In addition to the lack of wage-based work, primary care-givers of individuals with MS experience significant burdens, including psychological reactions such as depression, anxiety, and anger.7,8 Previous studies show that the unpredictable course and progressive nature of MS can negatively affect the quality of life and health of caregivers.9–12 Therefore, managing their needs and challenges can be effective in raising their levels of health, well-being, and quality of life as well as those of their families, including the individual with MS.
Although a few previous studies have shown that the use of MS-appropriate educational and therapeutic strategies can help reduce caregiver burden and increase their self-efficacy,10,13–17 limited studies have been conducted on specific interventions for caregivers of individuals with MS.18 To our knowledge, there is no published systematic review. Therefore, the aim of this study was to systematically review the results of intervention programs for caregivers of individuals with MS. Using a systematic approach and identifying effective interventions could help clinicians support these individuals.
The present study was conducted by following the Preferred Reporting Items for Systematic Reviews and Meta-Analyses19 guidelines; the research question was determined based on a Population, Intervention, Comparison, Outcomes, and Study design.
The study began with a search of the PubMed, Cochrane Library, Web of Science, and Scopus databases using Medical Subject Heading keywords (TABLE S1, available online at IJMSC.org). Because caregiver interventions can have educational and supportive goals as well as MS-specific care goals, the search included many different intervention terms to find all possible studies.

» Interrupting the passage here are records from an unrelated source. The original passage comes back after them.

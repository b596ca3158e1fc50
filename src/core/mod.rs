//! Core domain: camera and app-wide setup.

mod systems;

use bevy::prelude::*;

use crate::core::systems::setup_camera;

/// Screen pixels per world unit.
pub const PIXELS_PER_UNIT: f32 = 32.0;

pub struct CorePlugin;

impl Plugin for CorePlugin {
    fn build(&self, app: &mut App) {
        app.add_systems(Startup, setup_camera);
    }
}
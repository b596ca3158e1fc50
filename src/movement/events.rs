//! Movement domain: messages emitted by character controllers.

use bevy::ecs::message::Message;
use bevy::prelude::*;

/// Fired on the tick a character's controller starts a jump.
#[derive(Debug, Clone, Copy)]
pub struct JumpEvent {
    pub entity: Entity,
    /// Spent from the air-jump budget rather than the ground or coyote window.
    pub air_jump: bool,
}

impl Message for JumpEvent {}
//! Core domain: startup systems.

use bevy::prelude::*;

use crate::core::PIXELS_PER_UNIT;

/// World is laid out in physics units; zoom the camera so one unit spans several pixels.
pub(crate) fn setup_camera(mut commands: Commands) {
    commands.spawn((
        Camera2d,
        Projection::Orthographic(OrthographicProjection {
            scale: 1.0 / PIXELS_PER_UNIT,
            ..OrthographicProjection::default_2d()
        }),
    ));
}
//! Data definitions for the RON content files.
//!
//! These structs mirror the structure in assets/data/*.ron and are used
//! for deserialization. The ContentRegistry provides lookup by id.

use bevy::prelude::*;
use serde::{Deserialize, Serialize};

use crate::movement::ControllerConfig;

// ============================================================================
// Common wrapper for RON files with schema_version and items
// ============================================================================

#[derive(Debug, Clone, Deserialize, Serialize)]
pub struct DataFile<T> {
    pub schema_version: u32,
    pub items: Vec<T>,
}

// ============================================================================
// Controller profiles (controller_profiles.ron)
// ============================================================================

#[derive(Debug, Clone, Deserialize, Serialize, Reflect)]
pub struct ControllerProfileDef {
    pub id: String,
    pub name: String,
    pub tuning: ControllerTuningDef,
}

/// Serialized form of [`ControllerConfig`]. Times are in milliseconds,
/// speeds in world units per second.
#[derive(Debug, Clone, Deserialize, Serialize, Reflect)]
pub struct ControllerTuningDef {
    pub max_horizontal_speed: f32,
    pub acceleration: f32,
    pub deceleration: f32,
    pub max_air_jump_count: u32,
    pub jump_force: (f32, f32),
    pub normal_gravity_scale: f32,
    pub jump_early_end_gravity_scale: f32,
    pub max_fall_speed_abs: f32,
    pub apex_bonus_time_ms: f32,
    #[serde(default)]
    pub hold_button_auto_jump: bool,
    pub coyote_time_ms: f32,
    pub cool_down_after_jump_ms: f32,
}

impl From<&ControllerTuningDef> for ControllerConfig {
    fn from(def: &ControllerTuningDef) -> Self {
        Self {
            max_horizontal_speed: def.max_horizontal_speed,
            acceleration: def.acceleration,
            deceleration: def.deceleration,
            max_air_jump_count: def.max_air_jump_count,
            jump_force: Vec2::new(def.jump_force.0, def.jump_force.1),
            normal_gravity_scale: def.normal_gravity_scale,
            jump_early_end_gravity_scale: def.jump_early_end_gravity_scale,
            max_fall_speed_abs: def.max_fall_speed_abs,
            apex_bonus_time_ms: def.apex_bonus_time_ms,
            hold_button_auto_jump: def.hold_button_auto_jump,
            coyote_time_ms: def.coyote_time_ms,
            cool_down_after_jump_ms: def.cool_down_after_jump_ms,
        }
    }
}

// ============================================================================
// Gameplay Defaults (gameplay_defaults.ron) - Single struct, not a list
// ============================================================================

#[derive(Debug, Clone, Deserialize, Serialize, Reflect, Resource)]
pub struct GameplayDefaults {
    pub schema_version: u32,
    /// Profile from controller_profiles.ron used for the player.
    pub player_profile_id: String,
    pub spawn_point: (f32, f32),
    /// Players below this height are respawned.
    pub kill_plane_y: f32,
}

impl Default for GameplayDefaults {
    fn default() -> Self {
        Self {
            schema_version: 1,
            player_profile_id: "profile_default".to_string(),
            spawn_point: (0.0, 2.0),
            kill_plane_y: -20.0,
        }
    }
}
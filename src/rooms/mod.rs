//! Rooms domain: the static test level the player moves around in.

mod spawn;

use bevy::prelude::*;

use crate::rooms::spawn::spawn_test_room;

pub struct RoomsPlugin;

impl Plugin for RoomsPlugin {
    fn build(&self, app: &mut App) {
        app.add_systems(Startup, spawn_test_room);
    }
}
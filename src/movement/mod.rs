//! Movement domain: platformer motion controller and the systems driving it.

mod bootstrap;
mod components;
mod controller;
#[cfg(feature = "dev-tools")]
mod dev;
mod events;
mod resources;
mod systems;

pub use components::{CharacterMotor, Facing, GameLayer, GroundContact, GroundSensor, Player};
pub use controller::{
    ConfigError, ControllerConfig, ControllerState, MotionController, MoveInput, MoveResult,
    VerticalOutcome,
};
pub use events::JumpEvent;
pub use resources::{ControllerBindings, MovementInput, RespawnRules};

use bevy::prelude::*;

use crate::content::ContentLoadSet;
use crate::movement::bootstrap::spawn_player;
use crate::movement::systems::{
    detect_ground, init_motors, log_jump_events, read_input, respawn_fallen_players,
    step_motors, update_facing,
};

/// Ordered stages of the per-frame character update.
#[derive(SystemSet, Debug, Clone, Copy, PartialEq, Eq, Hash)]
pub enum MovementSet {
    Input,
    Sense,
    Control,
    Feedback,
}

pub struct MovementPlugin;

impl Plugin for MovementPlugin {
    fn build(&self, app: &mut App) {
        app.init_resource::<MovementInput>()
            .init_resource::<ControllerBindings>()
            .init_resource::<RespawnRules>()
            .add_message::<JumpEvent>()
            .configure_sets(
                Update,
                (
                    MovementSet::Input,
                    MovementSet::Sense,
                    MovementSet::Control,
                    MovementSet::Feedback,
                )
                    .chain(),
            )
            .add_systems(Startup, spawn_player.after(ContentLoadSet))
            .add_systems(Update, read_input.in_set(MovementSet::Input))
            .add_systems(Update, detect_ground.in_set(MovementSet::Sense))
            .add_systems(
                Update,
                (init_motors, step_motors, respawn_fallen_players)
                    .chain()
                    .in_set(MovementSet::Control),
            )
            .add_systems(
                Update,
                (update_facing, log_jump_events).in_set(MovementSet::Feedback),
            );

        #[cfg(feature = "dev-tools")]
        app.add_systems(
            Update,
            dev::draw_ground_sensors.after(MovementSet::Sense),
        );
    }
}
//! Loader for RON content files at startup.

use ron::Options;
use std::fs;
use std::path::Path;

use super::data::*;
use super::registry::ContentRegistry;

/// Error type for content loading failures.
#[derive(Debug)]
pub struct ContentLoadError {
    pub file: String,
    pub message: String,
}

impl std::fmt::Display for ContentLoadError {
    fn fmt(&self, f: &mut std::fmt::Formatter<'_>) -> std::fmt::Result {
        write!(f, "Failed to load {}: {}", self.file, self.message)
    }
}

impl std::error::Error for ContentLoadError {}

/// Create RON options with extensions enabled for more flexible parsing.
fn ron_options() -> Options {
    Options::default().with_default_extension(ron::extensions::Extensions::IMPLICIT_SOME)
}

fn read_file(path: &Path) -> Result<String, ContentLoadError> {
    fs::read_to_string(path).map_err(|e| ContentLoadError {
        file: path.display().to_string(),
        message: format!("IO error: {}", e),
    })
}

/// Parse the contents of a RON file containing a DataFile<T> wrapper.
pub(crate) fn parse_data_file<T>(file: &str, contents: &str) -> Result<Vec<T>, ContentLoadError>
where
    T: for<'de> serde::Deserialize<'de>,
{
    let data: DataFile<T> = parse_single::<DataFile<T>>(file, contents)?;
    Ok(data.items)
}

/// Parse a single RON struct (not wrapped in DataFile).
pub(crate) fn parse_single<T>(file: &str, contents: &str) -> Result<T, ContentLoadError>
where
    T: for<'de> serde::Deserialize<'de>,
{
    ron_options()
        .from_str(contents)
        .map_err(|e| ContentLoadError {
            file: file.to_string(),
            message: format!("Parse error: {}", e),
        })
}

/// Index profiles by id, reporting duplicates instead of silently overwriting.
pub(crate) fn register_profiles(
    registry: &mut ContentRegistry,
    file: &str,
    profiles: Vec<ControllerProfileDef>,
) -> Vec<ContentLoadError> {
    let mut errors = Vec::new();
    for profile in profiles {
        if registry.profiles.contains_key(&profile.id) {
            errors.push(ContentLoadError {
                file: file.to_string(),
                message: format!("duplicate profile id '{}'", profile.id),
            });
            continue;
        }
        registry.profiles.insert(profile.id.clone(), profile);
    }
    errors
}

/// Load all content from assets/data/*.ron into a ContentRegistry.
/// Returns errors for any files that fail to load.
pub fn load_all_content(
    base_path: &Path,
) -> Result<(ContentRegistry, GameplayDefaults), Vec<ContentLoadError>> {
    let mut registry = ContentRegistry::default();
    let mut errors = Vec::new();

    let profiles_path = base_path.join("controller_profiles.ron");
    let profiles_file = profiles_path.display().to_string();
    match read_file(&profiles_path)
        .and_then(|contents| parse_data_file::<ControllerProfileDef>(&profiles_file, &contents))
    {
        Ok(items) => errors.extend(register_profiles(&mut registry, &profiles_file, items)),
        Err(e) => errors.push(e),
    }

    let defaults_path = base_path.join("gameplay_defaults.ron");
    let defaults_file = defaults_path.display().to_string();
    let gameplay_defaults = match read_file(&defaults_path)
        .and_then(|contents| parse_single::<GameplayDefaults>(&defaults_file, &contents))
    {
        Ok(defaults) => defaults,
        Err(e) => {
            errors.push(e);
            // gameplay_defaults is required
            return Err(errors);
        }
    };

    if errors.is_empty() {
        Ok((registry, gameplay_defaults))
    } else {
        Err(errors)
    }
}
//! Movement domain: system modules for locomotion updates.

pub(crate) mod collisions;
pub(crate) mod input;
pub(crate) mod movement;

pub(crate) use collisions::detect_ground;
pub(crate) use input::read_input;
pub(crate) use movement::{
    init_motors, log_jump_events, respawn_fallen_players, step_motors, update_facing,
};
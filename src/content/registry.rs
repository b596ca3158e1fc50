//! ContentRegistry resource providing HashMap lookups for loaded content.

use bevy::prelude::*;
use std::collections::HashMap;

use super::data::*;
use crate::movement::{ConfigError, ControllerConfig, MotionController};

/// Central registry for all loaded game content.
#[derive(Resource, Default)]
pub struct ContentRegistry {
    pub profiles: HashMap<String, ControllerProfileDef>,
}

impl ContentRegistry {
    /// Returns a summary of loaded content counts for logging.
    pub fn summary(&self) -> String {
        let mut ids: Vec<&str> = self.profiles.keys().map(String::as_str).collect();
        ids.sort_unstable();
        format!(
            "ContentRegistry loaded:\n - Controller Profiles: {} [{}]",
            self.profiles.len(),
            ids.join(", ")
        )
    }

    /// Controller built from a profile's tuning, `None` if the id is unknown.
    pub fn controller(
        &self,
        profile_id: &str,
    ) -> Option<Result<MotionController, ConfigError>> {
        self.profiles
            .get(profile_id)
            .map(|profile| MotionController::new(ControllerConfig::from(&profile.tuning)))
    }
}
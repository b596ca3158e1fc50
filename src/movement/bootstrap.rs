//! Movement domain: player bootstrap from data-driven controller profiles.

use avian2d::prelude::*;
use bevy::prelude::*;

use crate::content::{ContentRegistry, GameplayDefaults};
use crate::movement::{
    CharacterMotor, Facing, GameLayer, GroundContact, GroundSensor, MotionController, Player,
    RespawnRules,
};

pub(crate) const PLAYER_SIZE: Vec2 = Vec2::new(0.75, 1.5);

/// Spawn the player using the profile named in the gameplay defaults.
pub(crate) fn spawn_player(
    mut commands: Commands,
    registry: Option<Res<ContentRegistry>>,
    defaults: Option<Res<GameplayDefaults>>,
    mut respawn_rules: ResMut<RespawnRules>,
) {
    let defaults = defaults.map(|d| d.clone()).unwrap_or_else(|| {
        warn!("GameplayDefaults not available, using built-in defaults");
        GameplayDefaults::default()
    });

    let controller = resolve_controller(registry.as_deref(), &defaults.player_profile_id);
    *respawn_rules = RespawnRules::from(&defaults);
    let spawn_point = respawn_rules.spawn_point;

    let gravity_scale = controller.config().normal_gravity_scale;
    info!(
        "Spawning player: profile={}, spawn={}, air_jumps={}",
        defaults.player_profile_id,
        spawn_point,
        controller.config().max_air_jump_count
    );

    commands.spawn((
        // Identity & Movement
        (
            Player,
            CharacterMotor::new(controller),
            GroundSensor::below(PLAYER_SIZE.x, PLAYER_SIZE.y),
            GroundContact::default(),
            Facing::default(),
        ),
        // Rendering
        Sprite {
            color: Color::srgb(0.9, 0.9, 0.9),
            custom_size: Some(PLAYER_SIZE),
            ..default()
        },
        Transform::from_translation(spawn_point.extend(1.0)),
        // Physics
        (
            RigidBody::Dynamic,
            Collider::rectangle(PLAYER_SIZE.x, PLAYER_SIZE.y),
            LockedAxes::ROTATION_LOCKED,
            LinearVelocity::default(),
            GravityScale(gravity_scale),
            // Unit mass so jump_force maps directly to a velocity change
            Mass(1.0),
            Friction::new(0.0),
            CollisionLayers::new(GameLayer::Player, [GameLayer::Ground, GameLayer::Wall]),
        ),
    ));
}

/// Build a controller from a registry profile, falling back to the built-in tuning.
pub(crate) fn resolve_controller(
    registry: Option<&ContentRegistry>,
    profile_id: &str,
) -> MotionController {
    let Some(registry) = registry else {
        warn!("ContentRegistry not available, using default controller tuning");
        return MotionController::default();
    };

    match registry.controller(profile_id) {
        Some(Ok(controller)) => controller,
        Some(Err(err)) => {
            warn!("Profile '{}' rejected: {}", profile_id, err);
            MotionController::default()
        }
        None => {
            warn!(
                "Profile '{}' not found in registry, using default controller tuning",
                profile_id
            );
            MotionController::default()
        }
    }
}
//! Movement domain: input and binding resources.

use bevy::prelude::*;

use crate::content::GameplayDefaults;

/// Per-frame input signals, already edge-detected.
#[derive(Resource, Debug, Default, Clone, Copy)]
pub struct MovementInput {
    pub horizontal: f32,
    pub jump_just_pressed: bool,
    pub jump_just_released: bool,
    pub jump_held: bool,
}

/// Keys feeding [`MovementInput`]. Any key in a list triggers the action.
#[derive(Resource, Debug, Clone)]
pub struct ControllerBindings {
    pub left: Vec<KeyCode>,
    pub right: Vec<KeyCode>,
    pub jump: Vec<KeyCode>,
}

impl Default for ControllerBindings {
    fn default() -> Self {
        Self {
            left: vec![KeyCode::KeyA, KeyCode::ArrowLeft],
            right: vec![KeyCode::KeyD, KeyCode::ArrowRight],
            jump: vec![KeyCode::Space, KeyCode::KeyK],
        }
    }
}

/// Where players come back after falling out of the level.
#[derive(Resource, Debug, Clone, Copy)]
pub struct RespawnRules {
    pub spawn_point: Vec2,
    pub kill_plane_y: f32,
}

impl From<&GameplayDefaults> for RespawnRules {
    fn from(defaults: &GameplayDefaults) -> Self {
        Self {
            spawn_point: Vec2::new(defaults.spawn_point.0, defaults.spawn_point.1),
            kill_plane_y: defaults.kill_plane_y,
        }
    }
}

impl Default for RespawnRules {
    fn default() -> Self {
        Self::from(&GameplayDefaults::default())
    }
}
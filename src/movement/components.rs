//! Movement domain: components and physics layers for locomotion.

use avian2d::prelude::*;
use bevy::prelude::*;

use crate::movement::MotionController;

/// Physics layers for collision filtering
#[derive(PhysicsLayer, Clone, Copy, Debug, Default)]
pub enum GameLayer {
    #[default]
    Default,
    /// Ground surfaces (floors, platforms)
    Ground,
    /// Wall surfaces
    Wall,
    /// Player character
    Player,
}

#[derive(Component, Debug)]
pub struct Player;

/// Owns the motion controller driving this character's body.
#[derive(Component, Debug)]
pub struct CharacterMotor {
    pub controller: MotionController,
}

impl CharacterMotor {
    pub fn new(controller: MotionController) -> Self {
        Self { controller }
    }
}

/// Box overlap used to decide whether the character stands on something.
/// Offset is relative to the entity translation.
#[derive(Component, Debug, Clone)]
pub struct GroundSensor {
    pub size: Vec2,
    pub offset: Vec2,
}

impl GroundSensor {
    /// A thin box hugging the bottom edge of a `width` x `height` body.
    pub fn below(width: f32, height: f32) -> Self {
        Self {
            size: Vec2::new(width * 0.9, 0.1),
            offset: Vec2::new(0.0, -height * 0.5),
        }
    }
}

/// Latest ground sensor reading.
#[derive(Component, Debug, Default, Clone, Copy, PartialEq, Eq)]
pub struct GroundContact(pub bool);

#[derive(Component, Debug, Clone, Copy, PartialEq, Eq, Default)]
pub enum Facing {
    #[default]
    Right,
    Left,
}

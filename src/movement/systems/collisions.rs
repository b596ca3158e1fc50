//! Movement domain: ground detection.

use avian2d::prelude::*;
use bevy::prelude::*;

use crate::movement::{GameLayer, GroundContact, GroundSensor};

pub(crate) fn detect_ground(
    spatial_query: SpatialQuery,
    mut query: Query<(Entity, &Transform, &GroundSensor, &mut GroundContact)>,
) {
    // Only floors and platforms count, never walls or other characters
    let ground_filter = SpatialQueryFilter::from_mask(GameLayer::Ground);

    for (entity, transform, sensor, mut contact) in &mut query {
        let was_grounded = contact.0;

        let shape = Collider::rectangle(sensor.size.x, sensor.size.y);
        let origin = sensor_origin(transform, sensor);
        let filter = ground_filter.clone().with_excluded_entities([entity]);
        let grounded = !spatial_query
            .shape_intersections(&shape, origin, 0.0, &filter)
            .is_empty();

        if grounded != was_grounded {
            contact.0 = grounded;
            if grounded {
                debug!("{entity}: landed");
            } else {
                debug!("{entity}: left ground");
            }
        }
    }
}

/// World-space center of the sensor box.
pub(crate) fn sensor_origin(transform: &Transform, sensor: &GroundSensor) -> Vec2 {
    transform.translation.truncate() + sensor.offset
}
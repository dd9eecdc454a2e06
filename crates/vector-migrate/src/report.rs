//! Console summaries printed by the CLI.

use console::{style, Style, Term};
use std::fmt::Write as _;
use std::io;

use crate::connectors::CollectionInfo;
use crate::pipeline::{MigrationFailure, MigrationResult};

/// Writes run summaries to a terminal.
pub struct Report {
    term: Term,
}

impl Default for Report {
    fn default() -> Self {
        Self::new()
    }
}

impl Report {
    /// Reports to stdout.
    #[must_use]
    pub fn new() -> Self {
        Self {
            term: Term::stdout(),
        }
    }

    /// Prints the summary of a completed run.
    ///
    /// # Errors
    ///
    /// Returns an error if the terminal cannot be written.
    pub fn print_success(&self, result: &MigrationResult) -> io::Result<()> {
        self.term.write_line(&render_success(result))
    }

    /// Prints the summary of a failed run.
    ///
    /// # Errors
    ///
    /// Returns an error if the terminal cannot be written.
    pub fn print_failure(&self, failure: &MigrationFailure) -> io::Result<()> {
        self.term.write_line(&render_failure(failure))
    }

    /// Prints a source collection descriptor.
    ///
    /// # Errors
    ///
    /// Returns an error if the terminal cannot be written.
    pub fn print_schema(&self, source_type: &str, info: &CollectionInfo) -> io::Result<()> {
        self.term.write_line(&render_schema(source_type, info))
    }
}

/// Summary of a completed run.
#[must_use]
pub fn render_success(result: &MigrationResult) -> String {
    let bold = Style::new().bold();
    let mut out = String::new();

    let headline = if result.dry_run {
        "Dry run complete (nothing written)"
    } else {
        "Migration complete"
    };
    let _ = writeln!(out, "\n{}", style(headline).green().bold());
    let _ = writeln!(out, "   {} {}", bold.apply_to("Collection:   "), result.collection);
    let _ = writeln!(out, "   {} {}", bold.apply_to("Source points:"), result.source_count);
    let _ = writeln!(out, "   {} {}", bold.apply_to("Target points:"), result.target_count);
    let _ = writeln!(out, "   {} {}", bold.apply_to("Vector size:  "), result.dimension);
    let _ = writeln!(
        out,
        "   {} {:.1}s",
        bold.apply_to("Duration:     "),
        result.duration_seconds
    );
    let _ = write!(
        out,
        "   {} {:.0} pts/sec",
        bold.apply_to("Throughput:   "),
        result.throughput()
    );

    if result.mismatch {
        let _ = write!(
            out,
            "\n\n{} Count mismatch: source {} vs target {}",
            style("WARNING:").yellow().bold(),
            result.source_count,
            result.target_count
        );
    }
    out
}

/// Summary of a failed run, with what an operator needs to judge a restart.
#[must_use]
pub fn render_failure(failure: &MigrationFailure) -> String {
    let bold = Style::new().bold();
    let state = &failure.state;
    let elapsed = (chrono::Utc::now() - state.started_at)
        .to_std()
        .map_or(0.0, |d| d.as_secs_f64());
    let throughput = if elapsed > 0.0 {
        state.migrated_count as f64 / elapsed
    } else {
        0.0
    };

    let mut out = String::new();
    let _ = writeln!(
        out,
        "\n{} Migration failed during {}",
        style("ERROR:").red().bold(),
        failure.phase
    );
    let _ = writeln!(
        out,
        "   {} {} ({})",
        bold.apply_to("Error kind:   "),
        failure.error.kind(),
        failure.error.code()
    );
    let _ = writeln!(out, "   {} {}", bold.apply_to("Cause:        "), failure.error);
    let _ = writeln!(out, "   {} {}", bold.apply_to("Last offset:  "), state.offset);
    let _ = writeln!(out, "   {} {}", bold.apply_to("Scanned to:   "), state.scanned_offset);
    let _ = writeln!(out, "   {} {}", bold.apply_to("Source points:"), state.total_count);
    let _ = writeln!(out, "   {} {}", bold.apply_to("Written:      "), state.migrated_count);
    let _ = writeln!(out, "   {} {:.1}s", bold.apply_to("Duration:     "), elapsed);
    let _ = writeln!(out, "   {} {:.0} pts/sec", bold.apply_to("Throughput:   "), throughput);
    let _ = write!(
        out,
        "{}",
        style("Writes are idempotent upserts: rerun from the start once the cause is fixed.")
            .dim()
    );
    out
}

/// Descriptor and count of a source collection.
#[must_use]
pub fn render_schema(source_type: &str, info: &CollectionInfo) -> String {
    let bold = Style::new().bold();
    let mut out = String::new();
    let _ = writeln!(out, "{}", style("Source collection").cyan().bold());
    let _ = writeln!(out, "   {} {}", bold.apply_to("Source type:"), source_type);
    let _ = writeln!(out, "   {} {}", bold.apply_to("Collection: "), info.descriptor.name);
    let _ = writeln!(out, "   {} {}", bold.apply_to("Dimension:  "), info.descriptor.dimension);
    let _ = writeln!(out, "   {} {}", bold.apply_to("Distance:   "), info.descriptor.distance);
    let _ = write!(out, "   {} {} points", bold.apply_to("Count:      "), info.count);
    out
}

Inclusion and Exclusion Criteria
The search was limited to English-language studies published in 2020, 2021, and 2022 that examined interventions administered directly to caregivers of individuals with MS involving health promotion–related programs focusing on education, counseling, psychology, or emotions, or a combination of these focuses. Studies that examined a joint therapeutic intervention for the patient and the caregiver were included only if the intervention had a direct effect on the caregiver and this effect was explicitly evaluated. Conversely, studies on interventions aimed at individuals with MS but with caregiver outcomes measured were excluded from the review.
Screening and Study Selection
Two authors (F.H. and M.B.) began independent searches simultaneously using common keywords. Duplicates were removed before screening papers based on the inclusion and exclusion criteria. All studies were reviewed based on title and abstract. A full-text review of the selected studies was then conducted independently by both reviewers and compared to verify agreement in included studies. Disagreements were resolved through discussion and consultation with the remaining authors until a collective agreement could be reached. FIGURE 1 shows the search and screening process.
To extract data from qualified studies, the reviewing authors examined each study separately. Data extracted from the studies included the first author’s name, year of publication, study design and objectives, number of participants in each group, number of sessions and duration of intervention, evaluated variables, and intervention type and outcome.
All studies were evaluated using the Downs and Black checklist20 for quality of reporting (10 questions), external validity (3 questions), internal validity (ie, bias and confounding; 13 questions), and statistical power (1 question). The studies were classified into 4 levels of quality based on their scores: excellent (26-28), good (20-25), fair (15-19), and poor (≤14).19 The reviewing authors separately evaluated the studies and then examined the overall risk of bias in a joint session.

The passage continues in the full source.